Most C and C++ developers take umbrage with combining them. Since C++11, and especially C++17, the languages have diverged significantly. C is still largely compatible (outside of things like uncasted malloc) since the rules are still largely valid in C++; but both have gained fairly substantial incompatibilities to each other. Writing a pure C++ application today will look nothing like a modern C app.

RAII, iterators, templates, object encapsulation, smart pointers, data ownership, etc are entrenched in C++; while C is still raw pointers, no generics (no _Generic doesn’t count), procedural, void* casting, manual malloc/free, etc.
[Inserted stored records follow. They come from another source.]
mod input;

pub use input::*;

use serde::{Deserialize, Serialize};
use std::{collections::BTreeSet, fmt};
use strum::{AsRefStr, Display, EnumString, VariantArray};

#[derive(
    Serialize, Deserialize, Clone, Copy, Debug, Default, PartialEq, Eq, PartialOrd, Ord, Hash,
)]
#[serde(transparent)]
pub struct RecipeId(pub u64);

impl RecipeId {
    pub fn next(self) -> Self {
        Self(self.0.saturating_add(1))
    }
}

impl fmt::Display for RecipeId {
    fn fmt(&self, f: &mut fmt::Formatter<'_>) -> fmt::Result {
        fmt::Display::fmt(&self.0, f)
    }
}

impl From<u64> for RecipeId {
    fn from(value: u64) -> Self {
        Self(value)
    }
}

#[derive(
    EnumString,
    Display,
    VariantArray,
    AsRefStr,
    Default,
    Clone,
    Copy,
    Debug,
    PartialEq,
    Eq,
    Hash,
    Serialize,
    Deserialize,
)]
#[strum(serialize_all = "lowercase", ascii_case_insensitive)]
#[serde(rename_all = "lowercase")]
pub enum Difficulty {
    Easy,
    #[default]
    Medium,
    Hard,
}

#[derive(Serialize, Deserialize, Clone, Debug, PartialEq)]
#[serde(rename_all = "camelCase")]
pub struct Recipe {
    pub id: RecipeId,
    pub title: String,
    pub description: String,
    #[serde(default)]
    pub ingredients: Vec<String>,
    #[serde(default)]
    pub instructions: Vec<String>,
    #[serde(default, skip_serializing_if = "Option::is_none")]
    pub prep_time: Option<u32>,
    #[serde(default, skip_serializing_if = "Option::is_none")]
    pub cooking_time: Option<u32>,
    #[serde(default, skip_serializing_if = "Option::is_none")]
    pub servings: Option<u32>,
    #[serde(default)]
    pub tags: BTreeSet<String>,
    #[serde(default, skip_serializing_if = "Option::is_none")]
    pub difficulty: Option<Difficulty>,
}

impl Recipe {
    /// Builds the stored record from a draft. Tags default to empty and
    /// difficulty to [`Difficulty::Medium`].
    pub fn from_input(id: RecipeId, input: RecipeInput) -> Self {
        Self {
            id,
            title: input.title,
            description: input.description,
            ingredients: input.ingredients,
            instructions: input.instructions,
            prep_time: input.prep_time,
            cooking_time: input.cooking_time,
            servings: input.servings,
            tags: input.tags,
            difficulty: Some(input.difficulty.unwrap_or_default()),
        }
    }

    pub fn has_tag(&self, tag: &str) -> bool {
        self.tags.contains(tag)
    }

    pub fn shared_tags<'a>(&'a self, other: &'a Recipe) -> impl Iterator<Item = &'a String> {
        self.tags.intersection(&other.tags)
    }
}
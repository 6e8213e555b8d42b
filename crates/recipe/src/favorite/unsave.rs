use cookbook_shared::recipe::RecipeId;

use crate::RecipeStore;

impl RecipeStore {
    /// Removes a favorite. The preference profile is left untouched.
    pub fn remove_favorite(&mut self, id: RecipeId) -> bool {
        let before = self.favorites.len();
        self.favorites.retain(|favorite| *favorite != id);

        let removed = self.favorites.len() != before;
        if removed {
            tracing::debug!(recipe.id = %id, favorites = self.favorites.len(), "recipe unfavorited");
        }

        removed
    }
}

#[cfg(test)]
mod tests {
    use cookbook_shared::recipe::{RecipeId, RecipeInput};

    use crate::RecipeStore;

    #[test]
    fn test_remove_favorite_keeps_preferences() {
        let mut store = RecipeStore::default();
        let id = store.add_recipe(RecipeInput::new("Ramen", "Noodles").with_tags(["japanese"]));
        store.add_favorite(id);

        assert!(store.remove_favorite(id));
        assert!(!store.is_favorite(id));
        assert!(store.preferences().contains("japanese"));
    }

    #[test]
    fn test_remove_missing_favorite() {
        let mut store = RecipeStore::default();

        assert!(!store.remove_favorite(RecipeId(1)));
    }
}
mod error;
pub mod recipe;

pub use error::*;
use anyhow::Result;
use tracing_subscriber::{EnvFilter, Layer, fmt, layer::SubscriberExt, util::SubscriberInitExt};

use crate::config::{LogFormat, LoggingConfig};

/// Initialize tracing and logging
///
/// Events go to stderr so command output on stdout stays clean. `RUST_LOG`
/// overrides the configured level.
pub fn init_observability(
    service_name: &str,
    service_version: &str,
    logging: &LoggingConfig,
) -> Result<()> {
    let format = logging.format().map_err(|e| anyhow::anyhow!(e))?;

    let env_filter =
        EnvFilter::try_from_default_env().unwrap_or_else(|_| EnvFilter::new(&logging.level));

    match format {
        LogFormat::Json => {
            tracing_subscriber::registry()
                .with(
                    fmt::layer()
                        .json()
                        .with_writer(std::io::stderr)
                        .with_filter(env_filter),
                )
                .try_init()?;
        }
        LogFormat::Pretty => {
            tracing_subscriber::registry()
                .with(
                    fmt::layer()
                        .with_target(true)
                        .with_line_number(true)
                        .with_writer(std::io::stderr)
                        .with_filter(env_filter),
                )
                .try_init()?;
        }
    }

    tracing::debug!(
        service.name = service_name,
        service.version = service_version,
        log.format = %format,
        "Observability initialized"
    );

    Ok(())
}

#[cfg(test)]
mod tests {
    use super::*;

    #[test]
    fn test_observability_rejects_unknown_format() {
        let logging = LoggingConfig {
            level: "debug".to_string(),
            format: "xml".to_string(),
        };

        let result = init_observability("test-service", "0.1.0", &logging);

        assert!(result.is_err());
    }

    #[test]
    fn test_observability_init_with_defaults() {
        let result = init_observability("test-service", "0.1.0", &LoggingConfig::default());

        assert!(
            result.is_ok(),
            "Observability init should succeed: {:?}",
            result.err()
        );
    }
}
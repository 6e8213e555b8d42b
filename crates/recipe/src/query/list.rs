use cookbook_shared::recipe::Recipe;
use unicode_normalization::{UnicodeNormalization, char::is_combining_mark};

use super::{RecipesQuery, SortBy};

/// Runs search, range filters and sort over `recipes`.
///
/// The result borrows from the input and is rebuilt on every call.
pub fn filter<'a>(recipes: &'a [Recipe], query: &RecipesQuery) -> Vec<&'a Recipe> {
    let needle = query.search.trim().to_lowercase();

    let mut matched: Vec<&Recipe> = recipes
        .iter()
        .filter(|recipe| needle.is_empty() || matches_search(recipe, &needle))
        .filter(|recipe| query.filters.accepts(recipe))
        .collect();

    sort(&mut matched, query.sort_by);

    matched
}

/// Case-insensitive substring match over every text field. `needle` must
/// already be lowercased.
pub fn matches_search(recipe: &Recipe, needle: &str) -> bool {
    let contains = |value: &str| value.to_lowercase().contains(needle);

    contains(recipe.title.as_str())
        || contains(recipe.description.as_str())
        || recipe.ingredients.iter().any(|value| contains(value.as_str()))
        || recipe.instructions.iter().any(|value| contains(value.as_str()))
        || recipe.tags.iter().any(|value| contains(value.as_str()))
}

/// Stable in-place sort.
pub fn sort(recipes: &mut [&Recipe], sort_by: SortBy) {
    match sort_by {
        SortBy::Title => recipes.sort_by_cached_key(|recipe| title_key(&recipe.title)),
        SortBy::PrepTime => recipes.sort_by_key(|recipe| recipe.prep_time.unwrap_or(0)),
        SortBy::CookingTime => recipes.sort_by_key(|recipe| recipe.cooking_time.unwrap_or(0)),
        SortBy::Servings => recipes.sort_by_key(|recipe| recipe.servings.unwrap_or(0)),
        SortBy::Newest => recipes.sort_by(|a, b| b.id.cmp(&a.id)),
    }
}

/// Collation key for titles. Accents and case are folded for the primary
/// comparison; ties fall back to the lowercased title and then the raw one.
fn title_key(title: &str) -> (String, String, String) {
    let lowered = title.to_lowercase();
    let folded = lowered
        .nfd()
        .filter(|c| !is_combining_mark(*c))
        .collect();

    (folded, lowered, title.to_owned())
}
I code in both, and enjoy each (generally for different use cases), but certainly they are significantly differing experiences.


Unfortunately we still have folks writing C++ in the style of pre-C++98 with no desire to change.

It is like adopting Typescript, but the only thing they do is renaming the file extension for better VScode analysis.

Another one is C++ "libraries" that are plain C with extern "C" blocks.


Sure, and we also still have people coding in K&R-style C. Some people are hard to change in their ways, but that doesn't mean the community/ecosystem hasn't moved on.

> Another one is C++ "libraries" that are plain C with extern "C" blocks.

Sure, and you also see "C Libraries" that are the exact same. I don't usually judge the communities on their exceptions or extremists.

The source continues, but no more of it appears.